First steps are to use iinit
in terminal to connect to Data Store so you can access the fastq files Directions here
In summary, use the following when prompted:
Host name (DNS) of the server to connect to: data.cyverse.org
Port number: 1247
irods user name
irods zone: iplant
iRODS password
No need to do any installations in VICE app. Packages should come pre-installed. But need to run libraries:
library(dada2)
Loading required package: Rcpp
Registered S3 method overwritten by 'dplyr':
method from
print.rowwise_df
library(DECIPHER)
Loading required package: Biostrings
Loading required package: BiocGenerics
Loading required package: parallel
Attaching package: ‘BiocGenerics’
The following objects are masked from ‘package:parallel’:
clusterApply, clusterApplyLB, clusterCall, clusterEvalQ, clusterExport, clusterMap,
parApply, parCapply, parLapply, parLapplyLB, parRapply, parSapply, parSapplyLB
The following objects are masked from ‘package:stats’:
IQR, mad, sd, var, xtabs
The following objects are masked from ‘package:base’:
anyDuplicated, append, as.data.frame, basename, cbind, colnames, dirname, do.call,
duplicated, eval, evalq, Filter, Find, get, grep, grepl, intersect, is.unsorted,
lapply, Map, mapply, match, mget, order, paste, pmax, pmax.int, pmin, pmin.int,
Position, rank, rbind, Reduce, rownames, sapply, setdiff, sort, table, tapply, union,
unique, unsplit, which, which.max, which.min
Loading required package: S4Vectors
Loading required package: stats4
Attaching package: ‘S4Vectors’
The following object is masked from ‘package:base’:
expand.grid
Loading required package: IRanges
Loading required package: XVector
Attaching package: ‘Biostrings’
The following object is masked from ‘package:base’:
strsplit
Loading required package: RSQLite
cd raw_data
ls *_1.fastq.gz | cut -f 1 -d "_" > ../samples
plotQualityProfile(forward_reads[1:5])
Scale for 'y' is already present. Adding another scale for 'y', which will replace the existing
scale.
plotQualityProfile(reverse_reads[1:5])
Scale for 'y' is already present. Adding another scale for 'y', which will replace the existing
scale.
From the above you can see the reads are ~300bp and the quality is OK, with the R reads being poorer than the F reads.
Sequencing facility told me that the way that they sequence in a way that primers do not get sequenced. Still, check for and remove possible primers
Primers from Stoeck et al. 2010: TAReuk454FWD1: (5’- CCAGCASCYGCGGTAATTCC -3’)

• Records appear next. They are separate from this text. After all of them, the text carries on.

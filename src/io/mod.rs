//! I/O layer: memory-mapped sources and record-boundary scanning

pub mod boundary;
pub mod source_map;

pub use boundary::{count_records, header_end, line_end, nearest_record_boundary};
pub use source_map::SourceMap;
use anyhow::{Context, Result};
use chrono::Utc;
use tracing::{debug, error, info};

use super::manifest::{
    FailureRecord, LocalManifestStorage, PartitionResultFile, PartitionStatus, SkipRecord,
};
use crate::config::MAX_SKIP_DIAGNOSTICS;
use crate::dataset::Dataset;
use crate::db::{Sink, SqlSink};
use crate::formats::{Partition, RawRecord, RecordParser, ShapeError};
use crate::io::{SourceMap, line_end};
use crate::telemetry::ProgressAggregator;

/// A fault that aborts a partition and rolls back its transaction
#[derive(Debug, Clone, PartialEq, thiserror::Error)]
#[error("partition {partition_id} failed at line {line_number} (byte offset {offset}): {message}")]
pub struct WorkerFault {
    pub partition_id: u32,
    pub offset: u64,
    pub line_number: u64,
    /// Raw fields of the offending record, when it got as far as parsing
    pub fields: Option<Vec<String>>,
    pub message: String,
}

impl From<&WorkerFault> for FailureRecord {
    fn from(fault: &WorkerFault) -> Self {
        Self {
            offset: fault.offset,
            line_number: fault.line_number,
            fields: fault.fields.clone(),
            message: fault.message.clone(),
        }
    }
}

/// Counters accumulated while consuming a partition
#[derive(Debug, Clone, Default, PartialEq)]
pub struct PartitionStats {
    pub records_processed: u64,
    pub records_skipped: u64,
    pub statements_executed: u64,
    pub bytes_processed: u64,
    pub skipped: Vec<SkipRecord>,
}

/// Everything needed to consume one partition
pub struct PartitionTask<'a> {
    pub partition: &'a Partition,
    pub data: &'a [u8],
    pub dataset: Dataset,
    pub parser: &'a RecordParser,
    pub progress: &'a ProgressAggregator,
}

impl PartitionTask<'_> {
    fn fault(
        &self,
        offset: u64,
        line_number: u64,
        fields: Option<Vec<String>>,
        message: String,
    ) -> WorkerFault {
        WorkerFault {
            partition_id: self.partition.partition_id,
            offset,
            line_number,
            fields,
            message,
        }
    }

    fn tick(&self) {
        if let Err(e) = self.progress.tick() {
            debug!(error = %e, "Failed to draw progress");
        }
    }
}

/// Consume every record of the partition into `sink` and commit once at the end
///
/// Shape mismatches are skipped and counted. Any other fault drops the sink
/// (rolling back everything this partition inserted) and is returned.
pub async fn process_partition<S: Sink>(
    task: &PartitionTask<'_>,
    mut sink: S,
    stats: &mut PartitionStats,
) -> Result<(), WorkerFault> {
    let range = task.partition.range;
    let expected = task.dataset.expected_fields();
    let mut offset = range.start;
    let mut line_number = task.partition.first_line;

    while offset < range.end {
        let end = line_end(task.data, offset, range.end);
        let mut raw = &task.data[offset as usize..end as usize];
        if let Some(stripped) = raw.strip_suffix(b"\r") {
            raw = stripped;
        }

        let line = std::str::from_utf8(raw).map_err(|e| {
            task.fault(offset, line_number, None, format!("invalid UTF-8: {}", e))
        })?;
        let fields = task
            .parser
            .parse(line)
            .map_err(|e| task.fault(offset, line_number, None, format!("{:#}", e)))?;

        match RawRecord::validate(fields, expected) {
            Ok(record) => {
                for insert in task.dataset.transform(&record) {
                    sink.insert(&insert).await.map_err(|e| {
                        task.fault(
                            offset,
                            line_number,
                            Some(record.fields.clone()),
                            format!("{:#}", e),
                        )
                    })?;
                    stats.statements_executed += 1;
                }
                stats.records_processed += 1;
            }
            Err(ShapeError::FieldCount {
                expected,
                found,
                fields,
            }) => {
                debug!(
                    partition_id = task.partition.partition_id,
                    offset, line_number, expected, found, "Skipping malformed record"
                );
                stats.records_skipped += 1;
                if stats.skipped.len() < MAX_SKIP_DIAGNOSTICS {
                    stats.skipped.push(SkipRecord {
                        offset,
                        line_number,
                        expected,
                        found,
                        fields,
                    });
                }
            }
        }

        task.tick();
        offset = end + 1;
        stats.bytes_processed = offset.min(range.end) - range.start;
        line_number += 1;
    }

    sink.commit().await.map_err(|e| {
        task.fault(
            range.end,
            line_number.saturating_sub(1),
            None,
            format!("{:#}", e),
        )
    })?;

    Ok(())
}

/// Worker that loads one partition of an import described by a manifest
pub struct Worker {
    pub storage: LocalManifestStorage,
    pub job_id: String,
    pub database_url: String,
}

impl Worker {
    pub fn new(
        storage: LocalManifestStorage,
        job_id: impl Into<String>,
        database_url: impl Into<String>,
    ) -> Self {
        Self {
            storage,
            job_id: job_id.into(),
            database_url: database_url.into(),
        }
    }

    /// Process the partition and record its result
    ///
    /// `source` lets an in-process worker reuse the orchestrator's mapping;
    /// otherwise the source file is mapped again and checked against the size
    /// recorded in the manifest. Returns an error if the partition did not
    /// commit; the result file is written either way once the manifest has
    /// been read.
    pub async fn run(
        &self,
        partition_id: u32,
        source: Option<SourceMap>,
    ) -> Result<PartitionResultFile> {
        let manifest = self
            .storage
            .read_manifest(&self.job_id)
            .await
            .context("Failed to read manifest")?;
        let partition = manifest
            .partition(partition_id)
            .with_context(|| format!("Partition {} not found in manifest", partition_id))?
            .clone();

        debug!(
            partition_id,
            start = partition.range.start,
            bytes = partition.range.len(),
            records = partition.records,
            "Loading partition"
        );

        let start_time = Utc::now();
        let start_instant = std::time::Instant::now();
        let mut stats = PartitionStats::default();

        let outcome = self.load(&manifest, &partition, source, &mut stats).await;

        let status = match &outcome {
            Ok(()) => PartitionStatus::Committed,
            Err(_) => PartitionStatus::Failed,
        };
        let failure = match &outcome {
            Ok(()) => None,
            Err(fault) => Some(FailureRecord::from(fault)),
        };

        let result = PartitionResultFile {
            partition_id,
            worker_pid: std::process::id(),
            status,
            records_loaded: if failure.is_none() {
                stats.records_processed
            } else {
                0
            },
            records_skipped: stats.records_skipped,
            statements_executed: stats.statements_executed,
            bytes_processed: stats.bytes_processed,
            started_at: start_time.to_rfc3339(),
            completed_at: Utc::now().to_rfc3339(),
            duration_ms: start_instant.elapsed().as_millis() as u64,
            skipped: stats.skipped,
            failure,
        };

        self.storage
            .write_result(&self.job_id, &result)
            .await
            .context("Failed to write partition result")?;

        match outcome {
            Ok(()) => {
                info!(
                    partition_id,
                    records_loaded = result.records_loaded,
                    records_skipped = result.records_skipped,
                    duration_ms = result.duration_ms,
                    "Partition committed"
                );
                Ok(result)
            }
            Err(fault) => {
                error!(
                    partition_id,
                    offset = fault.offset,
                    line_number = fault.line_number,
                    fields = ?fault.fields,
                    "{}",
                    fault.message
                );
                Err(fault.into())
            }
        }
    }

    async fn load(
        &self,
        manifest: &super::manifest::ManifestFile,
        partition: &Partition,
        source: Option<SourceMap>,
        stats: &mut PartitionStats,
    ) -> Result<(), WorkerFault> {
        let setup_fault = |e: anyhow::Error| WorkerFault {
            partition_id: partition.partition_id,
            offset: partition.range.start,
            line_number: partition.first_line,
            fields: None,
            message: format!("{:#}", e),
        };

        let source = match source {
            Some(source) => source,
            None => SourceMap::open_expecting(&manifest.source_path, manifest.source_size)
                .map_err(setup_fault)?,
        };
        let dialect = manifest.dialect().map_err(setup_fault)?;
        let parser = RecordParser::new(&dialect);
        let progress = ProgressAggregator::attach(&manifest.progress_path).map_err(setup_fault)?;
        let sink = SqlSink::connect(&self.database_url)
            .await
            .map_err(setup_fault)?;

        let task = PartitionTask {
            partition,
            data: source.bytes(),
            dataset: manifest.dataset,
            parser: &parser,
            progress: &progress,
        };
        process_partition(&task, sink, stats).await
    }
}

TAReukREV3 (5’- ACTTTCGTTCTTGATYRA -3’)
(Also found a usefule website with euk primers from PR2 people:
Cut F primer and rev comp of R primer from F reads with -a option Cut R primer and rev comp of F primer from R reads with -A option
Set the min size. I tried setting it to be about 10% smaller than the amplicon length (~260) but after playing around and even going down to 200bp, it was throwing out most reads. Alternatively, I set NO min length but then it was writing empty reads to the fast1 file, which led to errors afterward. So decided on min length of 150 to compromise.
cd ..
mkdir trimmed_fastq
cd raw_data
# Run in loop
for sample in $(cat ../samples)
do
echo "On sample: $sample"
cutadapt -a ^CCAGCASCYGCGGTAATTCC...TYRATCAAGAACGAAAGT \
-A ^ACTTTCGTTCTTGATYRA...GGAATTACCGCRGSTGCTGG \
--discard-untrimmed \
-m 150 \
-o ../trimmed_fastq/${sample}_1_trimmed.fastq.gz -p ../trimmed_fastq/${sample}_2_trimmed.fastq.gz \
${sample}_1.fastq.gz ${sample}_2.fastq.gz \
>> ../trimmed_fastq/cutadapt_primer_trimming_stats.txt 2>&1
done
Check output stats
paste ../samples <(grep "passing" ../trimmed_fastq/cutadapt_primer_trimming_stats.txt | cut -f3 -d "(" | tr -d ")") <(grep "filtered" ../trimmed_fastq/cutadapt_primer_trimming_stats.txt | cut -f3 -d "(" | tr -d ")")
Retained ~30-90% of reads in most cases
setwd("~/")
list.files() # make sure what we think is here is actually here
Now let’s take a look at the trimmed reads.
forward_reads_trimmed <- paste0("eukaryote_amplicons/trimmed_fastq/", samples, "_1_trimmed.fastq.gz")
reverse_reads_trimmed <- paste0("eukaryote_amplicons/trimmed_fastq/", samples, "_2_trimmed.fastq.gz")
# And plot
plotQualityProfile(forward_reads_trimmed[1:5])
Scale for 'y' is already present. Adding another scale for 'y', which will replace the existing
scale.
plotQualityProfile(reverse_reads_trimmed[1:5])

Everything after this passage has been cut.